### [TASK STATEMENT]
Gather all lines in the data that hold the string "PartialEq".

== DATA FOR REVIEW ==

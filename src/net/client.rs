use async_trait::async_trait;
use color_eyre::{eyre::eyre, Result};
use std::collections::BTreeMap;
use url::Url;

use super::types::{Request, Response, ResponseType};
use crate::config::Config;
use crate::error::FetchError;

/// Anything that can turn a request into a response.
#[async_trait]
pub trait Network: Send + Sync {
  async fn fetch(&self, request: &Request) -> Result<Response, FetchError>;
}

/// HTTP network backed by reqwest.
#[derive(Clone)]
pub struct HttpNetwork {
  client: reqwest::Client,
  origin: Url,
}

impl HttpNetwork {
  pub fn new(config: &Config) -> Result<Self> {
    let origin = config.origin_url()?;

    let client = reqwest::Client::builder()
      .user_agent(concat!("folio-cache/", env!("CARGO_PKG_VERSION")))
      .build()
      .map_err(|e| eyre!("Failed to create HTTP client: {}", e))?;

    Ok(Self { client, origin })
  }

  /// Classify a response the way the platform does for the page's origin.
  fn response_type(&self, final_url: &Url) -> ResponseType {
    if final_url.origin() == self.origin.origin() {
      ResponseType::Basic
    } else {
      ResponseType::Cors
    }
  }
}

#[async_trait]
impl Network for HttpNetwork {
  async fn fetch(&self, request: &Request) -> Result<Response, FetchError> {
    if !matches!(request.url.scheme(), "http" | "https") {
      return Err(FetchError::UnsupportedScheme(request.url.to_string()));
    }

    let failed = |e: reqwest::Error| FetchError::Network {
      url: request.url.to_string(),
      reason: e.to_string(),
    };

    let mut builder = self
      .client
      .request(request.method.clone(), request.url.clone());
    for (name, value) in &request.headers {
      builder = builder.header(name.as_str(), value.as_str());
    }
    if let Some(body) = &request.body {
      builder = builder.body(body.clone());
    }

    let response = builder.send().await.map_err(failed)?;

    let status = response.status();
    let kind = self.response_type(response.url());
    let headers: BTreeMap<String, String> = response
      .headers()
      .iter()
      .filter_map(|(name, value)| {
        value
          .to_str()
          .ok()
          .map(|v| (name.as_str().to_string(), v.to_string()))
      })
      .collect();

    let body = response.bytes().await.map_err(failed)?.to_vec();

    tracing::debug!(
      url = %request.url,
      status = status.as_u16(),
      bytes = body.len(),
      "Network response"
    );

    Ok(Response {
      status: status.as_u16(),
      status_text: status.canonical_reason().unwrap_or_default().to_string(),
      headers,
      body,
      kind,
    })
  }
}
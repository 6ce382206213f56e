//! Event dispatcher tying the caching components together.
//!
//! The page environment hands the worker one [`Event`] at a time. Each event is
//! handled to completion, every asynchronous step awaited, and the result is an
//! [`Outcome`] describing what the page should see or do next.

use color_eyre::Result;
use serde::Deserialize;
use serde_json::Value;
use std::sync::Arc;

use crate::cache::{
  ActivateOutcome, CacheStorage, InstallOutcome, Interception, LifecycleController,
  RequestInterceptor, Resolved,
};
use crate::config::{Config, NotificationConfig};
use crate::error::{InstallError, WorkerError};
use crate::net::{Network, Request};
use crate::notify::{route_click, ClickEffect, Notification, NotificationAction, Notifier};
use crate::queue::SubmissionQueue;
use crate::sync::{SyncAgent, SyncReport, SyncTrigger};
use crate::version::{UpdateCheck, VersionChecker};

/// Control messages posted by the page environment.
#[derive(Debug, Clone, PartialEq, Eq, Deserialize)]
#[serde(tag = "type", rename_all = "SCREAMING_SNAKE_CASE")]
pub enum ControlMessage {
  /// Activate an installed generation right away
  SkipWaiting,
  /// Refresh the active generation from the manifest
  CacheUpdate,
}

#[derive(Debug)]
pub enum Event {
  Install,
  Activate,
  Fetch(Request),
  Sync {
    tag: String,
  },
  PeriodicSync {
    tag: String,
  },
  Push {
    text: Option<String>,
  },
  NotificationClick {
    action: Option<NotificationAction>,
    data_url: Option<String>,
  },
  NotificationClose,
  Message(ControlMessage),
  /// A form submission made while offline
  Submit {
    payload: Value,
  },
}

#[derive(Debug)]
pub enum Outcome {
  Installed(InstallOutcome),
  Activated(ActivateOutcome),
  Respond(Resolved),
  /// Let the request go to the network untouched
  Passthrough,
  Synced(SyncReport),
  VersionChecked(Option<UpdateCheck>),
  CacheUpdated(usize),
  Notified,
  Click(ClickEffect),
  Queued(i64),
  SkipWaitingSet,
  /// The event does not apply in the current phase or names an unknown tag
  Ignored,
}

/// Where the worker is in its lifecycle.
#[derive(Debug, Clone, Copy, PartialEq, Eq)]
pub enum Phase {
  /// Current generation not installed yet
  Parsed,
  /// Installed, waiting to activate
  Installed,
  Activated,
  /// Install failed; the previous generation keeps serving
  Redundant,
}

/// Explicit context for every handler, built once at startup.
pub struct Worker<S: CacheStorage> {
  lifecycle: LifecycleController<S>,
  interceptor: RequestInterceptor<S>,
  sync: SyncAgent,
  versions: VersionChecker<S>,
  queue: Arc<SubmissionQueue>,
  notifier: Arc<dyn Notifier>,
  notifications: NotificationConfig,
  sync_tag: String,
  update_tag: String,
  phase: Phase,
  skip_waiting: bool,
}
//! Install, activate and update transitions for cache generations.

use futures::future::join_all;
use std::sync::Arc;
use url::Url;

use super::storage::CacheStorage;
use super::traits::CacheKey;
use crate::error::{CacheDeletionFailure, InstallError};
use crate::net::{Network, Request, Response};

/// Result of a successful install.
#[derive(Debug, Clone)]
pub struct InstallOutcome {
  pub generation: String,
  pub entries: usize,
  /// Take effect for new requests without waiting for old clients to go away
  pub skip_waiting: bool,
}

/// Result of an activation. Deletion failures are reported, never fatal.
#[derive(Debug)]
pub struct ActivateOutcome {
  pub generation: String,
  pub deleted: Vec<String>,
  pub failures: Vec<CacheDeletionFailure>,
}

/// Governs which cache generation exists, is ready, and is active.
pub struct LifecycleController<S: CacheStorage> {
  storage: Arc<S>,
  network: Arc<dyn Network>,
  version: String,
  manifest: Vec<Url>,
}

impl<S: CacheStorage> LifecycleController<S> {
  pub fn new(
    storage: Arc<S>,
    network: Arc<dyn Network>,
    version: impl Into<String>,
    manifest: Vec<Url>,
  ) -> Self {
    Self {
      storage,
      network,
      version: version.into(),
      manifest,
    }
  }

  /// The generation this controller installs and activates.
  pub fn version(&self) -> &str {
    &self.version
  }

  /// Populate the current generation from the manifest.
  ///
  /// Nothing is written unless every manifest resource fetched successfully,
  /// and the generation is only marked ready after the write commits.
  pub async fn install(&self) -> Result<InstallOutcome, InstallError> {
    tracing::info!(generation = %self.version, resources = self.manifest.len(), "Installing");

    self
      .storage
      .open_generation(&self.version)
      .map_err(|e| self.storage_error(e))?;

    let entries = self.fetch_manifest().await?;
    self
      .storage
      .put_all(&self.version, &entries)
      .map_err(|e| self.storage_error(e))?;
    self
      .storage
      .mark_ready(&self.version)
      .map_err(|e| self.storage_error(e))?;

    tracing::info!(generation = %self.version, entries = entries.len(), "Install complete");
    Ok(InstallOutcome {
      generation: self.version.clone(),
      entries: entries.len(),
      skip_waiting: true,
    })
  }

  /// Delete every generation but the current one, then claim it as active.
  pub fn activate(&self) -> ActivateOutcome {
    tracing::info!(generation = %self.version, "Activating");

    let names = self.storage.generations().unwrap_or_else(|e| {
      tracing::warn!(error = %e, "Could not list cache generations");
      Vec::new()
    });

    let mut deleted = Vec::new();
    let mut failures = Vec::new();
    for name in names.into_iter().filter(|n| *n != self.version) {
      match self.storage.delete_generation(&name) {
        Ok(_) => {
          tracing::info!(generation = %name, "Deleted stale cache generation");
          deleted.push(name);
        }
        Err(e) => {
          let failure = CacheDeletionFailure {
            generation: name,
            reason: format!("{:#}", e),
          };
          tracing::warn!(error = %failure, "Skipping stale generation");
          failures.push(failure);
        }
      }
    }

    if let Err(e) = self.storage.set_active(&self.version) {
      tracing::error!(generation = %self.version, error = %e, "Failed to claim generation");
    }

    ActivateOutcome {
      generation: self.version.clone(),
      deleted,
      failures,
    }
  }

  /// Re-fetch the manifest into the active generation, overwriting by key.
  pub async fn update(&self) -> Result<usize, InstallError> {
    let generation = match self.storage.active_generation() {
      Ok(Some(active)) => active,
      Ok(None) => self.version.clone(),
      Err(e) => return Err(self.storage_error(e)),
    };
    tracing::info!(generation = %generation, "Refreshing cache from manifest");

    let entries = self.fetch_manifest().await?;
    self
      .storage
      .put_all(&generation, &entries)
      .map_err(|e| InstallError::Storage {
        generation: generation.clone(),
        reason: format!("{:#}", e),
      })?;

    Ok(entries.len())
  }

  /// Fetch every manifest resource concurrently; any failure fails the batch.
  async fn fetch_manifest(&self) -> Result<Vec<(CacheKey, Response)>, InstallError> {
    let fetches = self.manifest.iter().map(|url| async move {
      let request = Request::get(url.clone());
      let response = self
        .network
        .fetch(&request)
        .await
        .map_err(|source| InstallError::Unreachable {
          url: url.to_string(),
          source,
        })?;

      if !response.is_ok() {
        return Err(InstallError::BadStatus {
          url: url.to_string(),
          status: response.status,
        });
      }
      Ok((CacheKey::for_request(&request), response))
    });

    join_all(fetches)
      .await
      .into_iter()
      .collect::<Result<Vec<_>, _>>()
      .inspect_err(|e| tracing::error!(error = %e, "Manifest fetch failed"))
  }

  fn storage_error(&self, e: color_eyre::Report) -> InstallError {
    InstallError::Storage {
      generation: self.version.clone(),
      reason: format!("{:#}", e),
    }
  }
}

===

### [TASK RESULT]
#[derive(Debug, Clone, PartialEq, Eq, Deserialize)]
#[derive(Debug, Clone, Copy, PartialEq, Eq)]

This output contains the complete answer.